▶ [DIRECTIONS] The records under this task must be duplicated exactly.

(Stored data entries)
//! hrportal library root.
//! Exposes the CLI parser, the high-level run() function and the modules
//! behind each command.

pub mod api;
pub mod cli;
pub mod config;
pub mod core;
pub mod errors;
pub mod export;
pub mod models;
pub mod notify;
pub mod ui;
pub mod utils;

use clap::Parser;
use cli::parser::{Cli, Commands};
use config::Config;
use errors::AppResult;
use std::path::PathBuf;

/// Resolved configuration handed to every command.
pub struct AppContext {
    pub config: Config,
    pub config_path: PathBuf,
}

/// Central command dispatcher
pub fn dispatch(cli: &Cli, ctx: &AppContext) -> AppResult<()> {
    use crate::cli::commands;

    match &cli.command {
        Commands::Init { .. } => commands::init::handle(&cli.command, ctx),
        Commands::Config { .. } => commands::config::handle(&cli.command, ctx),
        Commands::Login { .. } => commands::login::handle(&cli.command, ctx),
        Commands::Summary { .. } => commands::summary::handle(&cli.command, ctx),
        Commands::Export { .. } => commands::export::handle(&cli.command, ctx),
        Commands::Tickets { .. } => commands::tickets::handle(&cli.command, ctx),
        Commands::Schedule { .. } => commands::schedule::handle(&cli.command, ctx),
        Commands::Nte { .. } => commands::nte::handle(&cli.command, ctx),
    }
}

fn init_tracing(verbose: bool) {
    let level = if verbose {
        tracing::Level::DEBUG
    } else {
        tracing::Level::WARN
    };

    // a second init (e.g. from tests) is harmless
    tracing_subscriber::fmt()
        .with_max_level(level)
        .with_writer(std::io::stderr)
        .with_target(false)
        .try_init()
        .ok();
}

/// Entry point used by main.rs
pub fn run() -> AppResult<()> {
    let cli = Cli::parse();

    init_tracing(cli.verbose);

    let config_path = cli
        .config
        .as_deref()
        .map(utils::path::expand_tilde)
        .unwrap_or_else(Config::config_file);

    let mut config = Config::load(Some(&config_path))?;
    if let Some(api) = &cli.api {
        config.api_base_url = api.clone();
    }

    tracing::debug!(config = %config_path.display(), api = %config.api_base_url, "configuration loaded");

    dispatch(
        &cli,
        &AppContext {
            config,
            config_path,
        },
    )
}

▶ [RESPONSE TO THIS TASK]
//! hrportal library root.
//! Exposes the CLI parser, the high-level run() function and the modules
//! behind each command.

pub mod api;
pub mod cli;
pub mod config;
pub mod core;
pub mod errors;
pub mod export;
pub mod models;
pub mod notify;
pub mod ui;
pub mod utils;

use clap::Parser;
use cli::parser::{Cli, Commands};
use config::Config;
use errors::AppResult;
use std::path::PathBuf;

/// Resolved configuration handed to every command.
pub struct AppContext {
    pub config: Config,
    pub config_path: PathBuf,
}

/// Central command dispatcher
pub fn dispatch(cli: &Cli, ctx: &AppContext) -> AppResult<()> {
    use crate::cli::commands;

    match &cli.command {
        Commands::Init { .. } => commands::init::handle(&cli.command, ctx),
        Commands::Config { .. } => commands::config::handle(&cli.command, ctx),
        Commands::Login { .. } => commands::login::handle(&cli.command, ctx),
        Commands::Summary { .. } => commands::summary::handle(&cli.command, ctx),
        Commands::Export { .. } => commands::export::handle(&cli.command, ctx),
        Commands::Tickets { .. } => commands::tickets::handle(&cli.command, ctx),
        Commands::Schedule { .. } => commands::schedule::handle(&cli.command, ctx),
        Commands::Nte { .. } => commands::nte::handle(&cli.command, ctx),
    }
}

fn init_tracing(verbose: bool) {
    let level = if verbose {
        tracing::Level::DEBUG
    } else {
        tracing::Level::WARN
    };

    // a second init (e.g. from tests) is harmless
    tracing_subscriber::fmt()
        .with_max_level(level)
        .with_writer(std::io::stderr)
        .with_target(false)
        .try_init()
        .ok();
}

/// Entry point used by main.rs
pub fn run() -> AppResult<()> {
    let cli = Cli::parse();

    init_tracing(cli.verbose);

    let config_path = cli
        .config
        .as_deref()
        .map(utils::path::expand_tilde)
        .unwrap_or_else(Config::config_file);

    let mut config = Config::load(Some(&config_path))?;
    if let Some(api) = &cli.api {
        config.api_base_url = api.clone();
    }

    tracing::debug!(config = %config_path.display(), api = %config.api_base_url, "configuration loaded");

    dispatch(
        &cli,
        &AppContext {
            config,
            config_path,
        },
    )
}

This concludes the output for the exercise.